Object recognition

Our object recognition comes from two different modalities, namely 3D based object recognition and 2D object detection and recognition.

3D object recognition models

Our 3D object recognition node uses segmented point clouds described in 3D object segmentation as the input to the models. These segemented point clouds are published from mir_object_recognition node.

The tutorial for training the model is described in Training models.

We use two models for the 3D object recognition, namely:

  • Random forest with Radial density distribution and 3D modified Fisher vector (3DmFV) as features as described in our paper.

  • Dynamic Graph CNN: an end-to-end point cloud classification. However, in addition to points, we also incorporate colors as inputs.

You can change the classifier in the launch file

 0<?xml version="1.0"?>
 1<launch>
 2
 3  <arg name="camera_name" default="arm_cam3d" />
 4  <arg name="input_pointcloud_topic"  default="/$(arg camera_name)/depth_registered/points" />
 5  <arg name="target_frame" default="odom" />
 6  <arg name="model" default="cnn_based" />
 7  <arg name="model_id" default="dgcnn" />
 8  <arg name="dataset" default="all" />
 9  <arg name="model_dir" default="$(find mir_pointcloud_object_recognition_models)/common/models/$(arg model_id)/$(arg dataset)" />
10
11  <group ns="mir_perception">
12    <node pkg="mir_object_recognition" type="pc_object_recognizer_node" name="pc_object_recognizer_node" output="screen" 
13        respawn="false" ns="multimodal_object_recognition/recognizer/pc">
14      <param name="model" value="$(arg model)" type="str" />
15      <param name="model_id" value="$(arg model_id)" type="str" />
16      <param name="model_dir" value="$(arg model_dir)" type="str" />
17      <param name="dataset" value="$(arg dataset)" type="str" />
18      <remap from="~input/object_list" to="/mir_perception/multimodal_object_recognition/recognizer/pc/input/object_list" />
19      <remap from="~output/object_list" to="/mir_perception/multimodal_object_recognition/recognizer/pc/output/object_list"/>
20    </node>
21  </group>
22
23</launch>

Where:

  • model: whether it is CNN based (cnn_based) or traditional ML estimators (feature_based)

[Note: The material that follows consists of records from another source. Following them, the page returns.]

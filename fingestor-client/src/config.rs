//! Client configuration

use std::path::PathBuf;
use std::time::Duration;

use crate::{ClientError, ClientResult};

/// Default backend API root
pub const DEFAULT_BASE_URL: &str = "http://localhost:8000/api/v1";

/// Default request timeout in seconds
pub const DEFAULT_TIMEOUT_SECS: u64 = 10;

/// Path of the login view
pub const DEFAULT_LOGIN_PATH: &str = "/login";

/// Path of the landing view after login
pub const DEFAULT_HOME_PATH: &str = "/dashboard";

/// Client configuration for talking to the FinGestor backend
#[derive(Debug, Clone, PartialEq, Eq)]
pub struct ClientConfig {
    /// API root (e.g., "http://localhost:8000/api/v1")
    pub base_url: String,

    /// Request timeout in seconds
    pub timeout: u64,

    /// View the client is sent to when the backend rejects the session
    pub login_path: String,

    /// View an authenticated user lands on
    pub home_path: String,

    /// Directory for the persisted session file (None = in-memory only)
    pub session_dir: Option<PathBuf>,
}

impl ClientConfig {
    /// Create a new client configuration for the given API root
    pub fn new(base_url: impl Into<String>) -> Self {
        Self {
            base_url: base_url.into().trim_end_matches('/').to_string(),
            timeout: DEFAULT_TIMEOUT_SECS,
            login_path: DEFAULT_LOGIN_PATH.to_string(),
            home_path: DEFAULT_HOME_PATH.to_string(),
            session_dir: None,
        }
    }

    /// Read configuration from the environment.
    ///
    /// | Variable | Default |
    /// |---|---|
    /// | `FINGESTOR_API_URL` | `http://localhost:8000/api/v1` |
    /// | `FINGESTOR_TIMEOUT_SECS` | `10` |
    /// | `FINGESTOR_LOGIN_PATH` | `/login` |
    /// | `FINGESTOR_HOME_PATH` | `/dashboard` |
    /// | `FINGESTOR_SESSION_DIR` | unset (in-memory session) |
    pub fn from_env() -> ClientResult<Self> {
        Self::from_lookup(|key| std::env::var(key).ok())
    }

    /// Same as [`from_env`](Self::from_env), reading variables through `lookup`.
    pub fn from_lookup(lookup: impl Fn(&str) -> Option<String>) -> ClientResult<Self> {
        let base_url = lookup("FINGESTOR_API_URL").unwrap_or_else(|| DEFAULT_BASE_URL.to_string());
        let mut config = Self::new(base_url);

        if let Some(raw) = lookup("FINGESTOR_TIMEOUT_SECS") {
            config.timeout = raw.parse().map_err(|_| {
                ClientError::Config(format!("FINGESTOR_TIMEOUT_SECS is not a number: {raw}"))
            })?;
        }
        if let Some(path) = lookup("FINGESTOR_LOGIN_PATH") {
            config.login_path = path;
        }
        if let Some(path) = lookup("FINGESTOR_HOME_PATH") {
            config.home_path = path;
        }
        config.session_dir = lookup("FINGESTOR_SESSION_DIR").map(PathBuf::from);

        config.validate()?;
        Ok(config)
    }

    /// Set the request timeout
    pub fn with_timeout(mut self, seconds: u64) -> Self {
        self.timeout = seconds;
        self
    }

    /// Set the login view path
    pub fn with_login_path(mut self, path: impl Into<String>) -> Self {
        self.login_path = path.into();
        self
    }

    /// Set the home view path
    pub fn with_home_path(mut self, path: impl Into<String>) -> Self {
        self.home_path = path.into();
        self
    }

    /// Persist the session under this directory
    pub fn with_session_dir(mut self, dir: impl Into<PathBuf>) -> Self {
        self.session_dir = Some(dir.into());
        self
    }

    pub fn timeout_duration(&self) -> Duration {
        Duration::from_secs(self.timeout)
    }

    /// Reject settings the HTTP layer cannot work with.
    pub fn validate(&self) -> ClientResult<()> {
        if !(self.base_url.starts_with("http://") || self.base_url.starts_with("https://")) {
            return Err(ClientError::Config(format!(
                "base_url must be an http(s) URL: {}",
                self.base_url
            )));
        }
        if self.timeout == 0 {
            return Err(ClientError::Config("timeout must be at least 1 second".into()));
        }
        if !self.login_path.starts_with('/') {
            return Err(ClientError::Config(format!(
                "login_path must start with '/': {}",
                self.login_path
            )));
        }
        if !self.home_path.starts_with('/') {
            return Err(ClientError::Config(format!(
                "home_path must start with '/': {}",
                self.home_path
            )));
        }
        Ok(())
    }
}

impl Default for ClientConfig {
    fn default() -> Self {
        Self::new(DEFAULT_BASE_URL)
    }
}

#[cfg(test)]
mod tests {
    use super::*;

    #[test]
    fn test_config_default() {
        let config = ClientConfig::default();
        assert_eq!(config.base_url, "http://localhost:8000/api/v1");
        assert_eq!(config.timeout_duration(), Duration::from_secs(10));
        assert_eq!(config.login_path, "/login");
        assert_eq!(config.home_path, "/dashboard");
        assert!(config.session_dir.is_none());
        assert!(config.validate().is_ok());
    }

    #[test]
    fn test_config_builders() {
        let config = ClientConfig::new("https://erp.example.com/api/v1/")
            .with_timeout(3)
            .with_login_path("/entrar")
            .with_session_dir("/tmp/fingestor");
        assert_eq!(config.base_url, "https://erp.example.com/api/v1");
        assert_eq!(config.timeout, 3);
        assert_eq!(config.login_path, "/entrar");
        assert_eq!(config.session_dir, Some(PathBuf::from("/tmp/fingestor")));
    }

    #[test]
    fn test_config_validation() {
        assert!(ClientConfig::new("localhost:8000").validate().is_err());
        assert!(ClientConfig::default().with_timeout(0).validate().is_err());
        assert!(ClientConfig::default().with_login_path("login").validate().is_err());
        assert!(ClientConfig::default().with_home_path("dashboard").validate().is_err());
    }

    fn vars(pairs: &[(&str, &str)]) -> impl Fn(&str) -> Option<String> {
        let map: std::collections::HashMap<String, String> = pairs
            .iter()
            .map(|(k, v)| (k.to_string(), v.to_string()))
            .collect();
        move |key| map.get(key).cloned()
    }

    #[test]
    fn test_config_from_env_vars() {
        let config = ClientConfig::from_lookup(vars(&[
            ("FINGESTOR_API_URL", "https://erp.example.com/api/v1"),
            ("FINGESTOR_TIMEOUT_SECS", "5"),
            ("FINGESTOR_LOGIN_PATH", "/entrar"),
            ("FINGESTOR_HOME_PATH", "/painel"),
            ("FINGESTOR_SESSION_DIR", "/var/lib/fingestor"),
        ]))
        .unwrap();
        assert_eq!(config.base_url, "https://erp.example.com/api/v1");
        assert_eq!(config.timeout, 5);
        assert_eq!(config.login_path, "/entrar");
        assert_eq!(config.home_path, "/painel");
        assert_eq!(config.session_dir, Some(PathBuf::from("/var/lib/fingestor")));

        let defaults = ClientConfig::from_lookup(vars(&[])).unwrap();
        assert_eq!(defaults, ClientConfig::default());
    }

    #[test]
    fn test_config_from_env_rejects_bad_values() {
        assert!(ClientConfig::from_lookup(vars(&[("FINGESTOR_TIMEOUT_SECS", "ten")])).is_err());
        assert!(ClientConfig::from_lookup(vars(&[("FINGESTOR_HOME_PATH", "painel")])).is_err());
    }
}
//! Auth service - the `/auth` endpoints

use async_trait::async_trait;
use shared::client::LoginForm;
use shared::{NewUser, TokenResponse, UserProfile};

use crate::ClientResult;
use crate::http::HttpClient;

/// Auth endpoints as seen by the session layer.
///
/// [`AuthService`] is the network implementation; the trait exists so the
/// session state machine can be driven without a backend.
#[async_trait]
pub trait AuthApi: Send + Sync {
    /// Exchange credentials for a token. Does not persist anything.
    async fn login(&self, email: &str, password: &str) -> ClientResult<TokenResponse>;

    async fn register(&self, user: &NewUser) -> ClientResult<UserProfile>;

    /// Profile of whoever the attached bearer token belongs to
    async fn get_me(&self) -> ClientResult<UserProfile>;

    async fn refresh_token(&self) -> ClientResult<TokenResponse>;
}

/// Network auth service
#[derive(Debug, Clone)]
pub struct AuthService {
    http: HttpClient,
}

impl AuthService {
    pub fn new(http: HttpClient) -> Self {
        Self { http }
    }
}

#[async_trait]
impl AuthApi for AuthService {
    async fn login(&self, email: &str, password: &str) -> ClientResult<TokenResponse> {
        tracing::debug!(email = %email, "Requesting access token");
        let form = LoginForm {
            username: email.to_string(),
            password: password.to_string(),
        };
        self.http.post_form("/auth/login", &form).await
    }

    async fn register(&self, user: &NewUser) -> ClientResult<UserProfile> {
        self.http.post("/auth/register", user).await
    }

    async fn get_me(&self) -> ClientResult<UserProfile> {
        self.http.get("/auth/me").await
    }

    async fn refresh_token(&self) -> ClientResult<TokenResponse> {
        self.http.post_empty("/auth/refresh").await
    }
}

  • model_id: the actual name of the model, available model ids:

    • cnn_based: dgcnn

    • feature_based: fvrdd

  • dataset: the dataset name where the model was trained on

2D object recognition models

We use squeezeDet for out 2D object detection model. This is lightweight, one-shot object detection and classification. The model can be changed in the rgb_object_recognition.launch

 0<?xml version="1.0"?>
 1<launch>
 2  <arg name="net" default="detection" />
 3  <arg name="classifier" default="yolov7" />
 4  <arg name="dataset" default="ss22_local_competition" />
 5  <arg name="model_dir" default="$(find mir_rgb_object_recognition_models)/common/models/$(arg classifier)/$(arg dataset)" />
 6
 7  <group ns="mir_perception">
 8    <node pkg="mir_object_recognition" type="rgb_object_recognizer_node" name="rgb_object_recognizer" output="screen" 
 9        respawn="false" ns="multimodal_object_recognition/recognizer/rgb">
10      <param name="net" value="$(arg net)" type="str" />
11      <param name="classifier" value="$(arg classifier)" type="str" />
12      <param name="dataset" value="$(arg dataset)" type="str" />
13      <param name="model_dir" value="$(arg model_dir)" type="str" />
14      <remap from="~input/images" to="/mir_perception/multimodal_object_recognition/recognizer/rgb/input/images" />
15      <remap from="~output/object_list" to="/mir_perception/multimodal_object_recognition/recognizer/rgb/output/object_list"/>
16    </node>
17  </group>
18</launch>

Where:

  • classifier: the model used to detect and classify objects

  • dataset: the dataset used to train the model

Multimodal object recognition

multimodal_object_recognition_node coordinates the whole perception pipeline as described in the following items:

  • Subscribes to rgb and point cloud topics

  • Transforms point cloud to the target fram

  • Finds 3D object clusters from the point cloud using mir_object_segementation

  • Sends the 3D clusters to point cloud object recognizer (pc_object_recognizer_node)

  • Sends the image to rgb object detection and recognition node (rgb_object_recognized_node)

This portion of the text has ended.